[Data for analysis]
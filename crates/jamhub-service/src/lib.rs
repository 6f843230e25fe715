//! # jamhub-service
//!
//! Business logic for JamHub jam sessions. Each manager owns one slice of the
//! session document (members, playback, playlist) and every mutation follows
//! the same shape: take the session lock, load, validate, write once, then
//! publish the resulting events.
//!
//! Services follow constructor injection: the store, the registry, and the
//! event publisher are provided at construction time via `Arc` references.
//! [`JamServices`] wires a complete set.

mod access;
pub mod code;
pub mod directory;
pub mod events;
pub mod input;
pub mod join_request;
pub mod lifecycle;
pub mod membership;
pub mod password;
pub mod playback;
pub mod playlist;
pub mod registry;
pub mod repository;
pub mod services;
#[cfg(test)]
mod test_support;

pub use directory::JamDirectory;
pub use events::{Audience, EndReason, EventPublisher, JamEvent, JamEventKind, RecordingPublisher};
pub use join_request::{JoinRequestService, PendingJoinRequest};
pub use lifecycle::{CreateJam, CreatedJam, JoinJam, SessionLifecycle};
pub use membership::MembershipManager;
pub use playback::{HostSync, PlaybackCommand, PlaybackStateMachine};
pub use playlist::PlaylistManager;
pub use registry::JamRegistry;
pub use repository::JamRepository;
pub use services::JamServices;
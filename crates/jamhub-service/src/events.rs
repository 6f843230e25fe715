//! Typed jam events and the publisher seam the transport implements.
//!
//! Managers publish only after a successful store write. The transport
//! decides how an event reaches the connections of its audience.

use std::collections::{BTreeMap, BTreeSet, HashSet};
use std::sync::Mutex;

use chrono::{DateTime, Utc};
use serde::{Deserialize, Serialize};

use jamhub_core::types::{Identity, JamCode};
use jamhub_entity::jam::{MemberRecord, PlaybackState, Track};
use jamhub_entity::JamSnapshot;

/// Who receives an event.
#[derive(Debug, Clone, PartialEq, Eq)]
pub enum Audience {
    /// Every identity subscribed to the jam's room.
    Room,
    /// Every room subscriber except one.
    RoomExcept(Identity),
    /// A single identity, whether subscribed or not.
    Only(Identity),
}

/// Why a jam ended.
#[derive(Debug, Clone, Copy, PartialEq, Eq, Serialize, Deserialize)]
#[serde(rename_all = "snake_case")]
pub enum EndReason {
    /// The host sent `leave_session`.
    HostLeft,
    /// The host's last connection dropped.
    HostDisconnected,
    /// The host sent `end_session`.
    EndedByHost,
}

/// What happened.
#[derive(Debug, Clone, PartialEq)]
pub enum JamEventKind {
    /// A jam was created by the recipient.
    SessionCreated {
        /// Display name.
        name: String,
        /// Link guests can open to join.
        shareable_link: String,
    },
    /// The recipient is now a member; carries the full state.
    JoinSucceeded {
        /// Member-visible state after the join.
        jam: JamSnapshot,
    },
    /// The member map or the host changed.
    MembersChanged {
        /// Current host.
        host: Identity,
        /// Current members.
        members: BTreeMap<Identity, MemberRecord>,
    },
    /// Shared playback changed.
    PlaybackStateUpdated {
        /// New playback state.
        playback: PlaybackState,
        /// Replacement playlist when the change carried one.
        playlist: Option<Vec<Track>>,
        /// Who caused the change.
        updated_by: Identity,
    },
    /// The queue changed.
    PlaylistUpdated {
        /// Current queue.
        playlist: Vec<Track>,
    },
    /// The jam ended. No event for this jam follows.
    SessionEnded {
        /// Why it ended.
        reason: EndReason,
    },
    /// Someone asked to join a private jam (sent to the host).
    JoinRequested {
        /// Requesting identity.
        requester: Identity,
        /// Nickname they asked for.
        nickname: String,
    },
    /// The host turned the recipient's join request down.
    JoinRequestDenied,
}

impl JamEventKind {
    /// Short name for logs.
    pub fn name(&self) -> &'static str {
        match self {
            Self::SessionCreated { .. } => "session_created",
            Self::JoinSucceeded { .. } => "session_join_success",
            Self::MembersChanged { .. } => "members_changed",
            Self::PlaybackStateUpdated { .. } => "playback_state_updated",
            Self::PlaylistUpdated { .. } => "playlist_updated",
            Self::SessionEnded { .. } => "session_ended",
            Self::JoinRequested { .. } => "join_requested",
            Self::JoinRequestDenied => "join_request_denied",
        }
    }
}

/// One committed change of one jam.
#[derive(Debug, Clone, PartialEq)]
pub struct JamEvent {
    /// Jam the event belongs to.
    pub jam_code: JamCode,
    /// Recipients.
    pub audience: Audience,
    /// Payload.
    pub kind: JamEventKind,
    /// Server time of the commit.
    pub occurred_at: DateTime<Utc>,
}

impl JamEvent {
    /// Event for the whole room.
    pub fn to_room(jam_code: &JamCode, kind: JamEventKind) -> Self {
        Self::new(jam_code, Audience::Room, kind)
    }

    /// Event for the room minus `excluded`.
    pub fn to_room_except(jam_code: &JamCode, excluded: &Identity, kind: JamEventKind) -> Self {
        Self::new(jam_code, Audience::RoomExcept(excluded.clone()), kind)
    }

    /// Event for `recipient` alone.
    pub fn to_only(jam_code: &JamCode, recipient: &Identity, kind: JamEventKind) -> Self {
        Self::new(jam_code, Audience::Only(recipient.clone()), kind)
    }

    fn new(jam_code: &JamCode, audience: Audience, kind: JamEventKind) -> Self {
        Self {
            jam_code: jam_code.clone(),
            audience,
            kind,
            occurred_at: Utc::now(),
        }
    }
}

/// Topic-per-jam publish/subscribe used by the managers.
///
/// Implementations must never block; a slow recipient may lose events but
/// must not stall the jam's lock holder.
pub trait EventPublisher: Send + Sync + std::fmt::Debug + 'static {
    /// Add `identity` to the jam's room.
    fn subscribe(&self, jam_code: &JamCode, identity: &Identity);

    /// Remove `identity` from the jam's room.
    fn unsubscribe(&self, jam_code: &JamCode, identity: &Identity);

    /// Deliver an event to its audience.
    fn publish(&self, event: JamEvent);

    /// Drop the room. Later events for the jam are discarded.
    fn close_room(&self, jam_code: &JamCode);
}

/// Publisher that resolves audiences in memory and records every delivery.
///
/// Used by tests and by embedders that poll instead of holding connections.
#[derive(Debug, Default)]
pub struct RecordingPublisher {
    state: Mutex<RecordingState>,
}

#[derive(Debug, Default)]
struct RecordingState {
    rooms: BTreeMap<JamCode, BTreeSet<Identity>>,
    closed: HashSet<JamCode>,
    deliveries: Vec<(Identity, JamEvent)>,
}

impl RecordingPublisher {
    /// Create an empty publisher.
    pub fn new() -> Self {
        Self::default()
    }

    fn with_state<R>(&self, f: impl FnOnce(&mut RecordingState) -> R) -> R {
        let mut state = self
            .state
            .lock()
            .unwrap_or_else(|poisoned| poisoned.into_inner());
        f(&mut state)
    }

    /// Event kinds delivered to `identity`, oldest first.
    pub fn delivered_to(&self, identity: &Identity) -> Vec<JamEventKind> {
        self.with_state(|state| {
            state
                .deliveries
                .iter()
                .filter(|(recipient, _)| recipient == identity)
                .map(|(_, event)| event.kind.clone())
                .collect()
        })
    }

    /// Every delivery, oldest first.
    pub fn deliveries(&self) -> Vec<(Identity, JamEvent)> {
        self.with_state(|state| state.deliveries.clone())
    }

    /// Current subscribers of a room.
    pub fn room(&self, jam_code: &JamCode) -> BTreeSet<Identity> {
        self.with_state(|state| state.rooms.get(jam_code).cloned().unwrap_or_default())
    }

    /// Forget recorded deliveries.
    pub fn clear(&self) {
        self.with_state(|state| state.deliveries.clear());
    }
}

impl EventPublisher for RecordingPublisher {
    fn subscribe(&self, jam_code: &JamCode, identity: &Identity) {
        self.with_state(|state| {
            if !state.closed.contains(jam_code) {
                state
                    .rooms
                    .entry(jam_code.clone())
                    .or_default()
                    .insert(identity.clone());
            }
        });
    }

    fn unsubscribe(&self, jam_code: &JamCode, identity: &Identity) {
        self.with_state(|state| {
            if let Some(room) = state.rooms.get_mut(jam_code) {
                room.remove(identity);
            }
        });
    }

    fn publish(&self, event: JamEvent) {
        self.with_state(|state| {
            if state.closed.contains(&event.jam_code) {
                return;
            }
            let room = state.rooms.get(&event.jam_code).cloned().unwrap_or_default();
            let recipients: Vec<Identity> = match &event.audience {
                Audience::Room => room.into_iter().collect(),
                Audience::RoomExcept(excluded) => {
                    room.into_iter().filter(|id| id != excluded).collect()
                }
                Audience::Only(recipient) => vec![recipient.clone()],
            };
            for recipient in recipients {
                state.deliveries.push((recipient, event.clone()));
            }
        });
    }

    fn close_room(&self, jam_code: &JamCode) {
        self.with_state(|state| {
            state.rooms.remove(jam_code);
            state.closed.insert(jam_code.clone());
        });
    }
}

[Your task]
Take from the listing above each line containing "cloned".

[Reply to the task]
        self.with_state(|state| state.rooms.get(jam_code).cloned().unwrap_or_default())
            let room = state.rooms.get(&event.jam_code).cloned().unwrap_or_default();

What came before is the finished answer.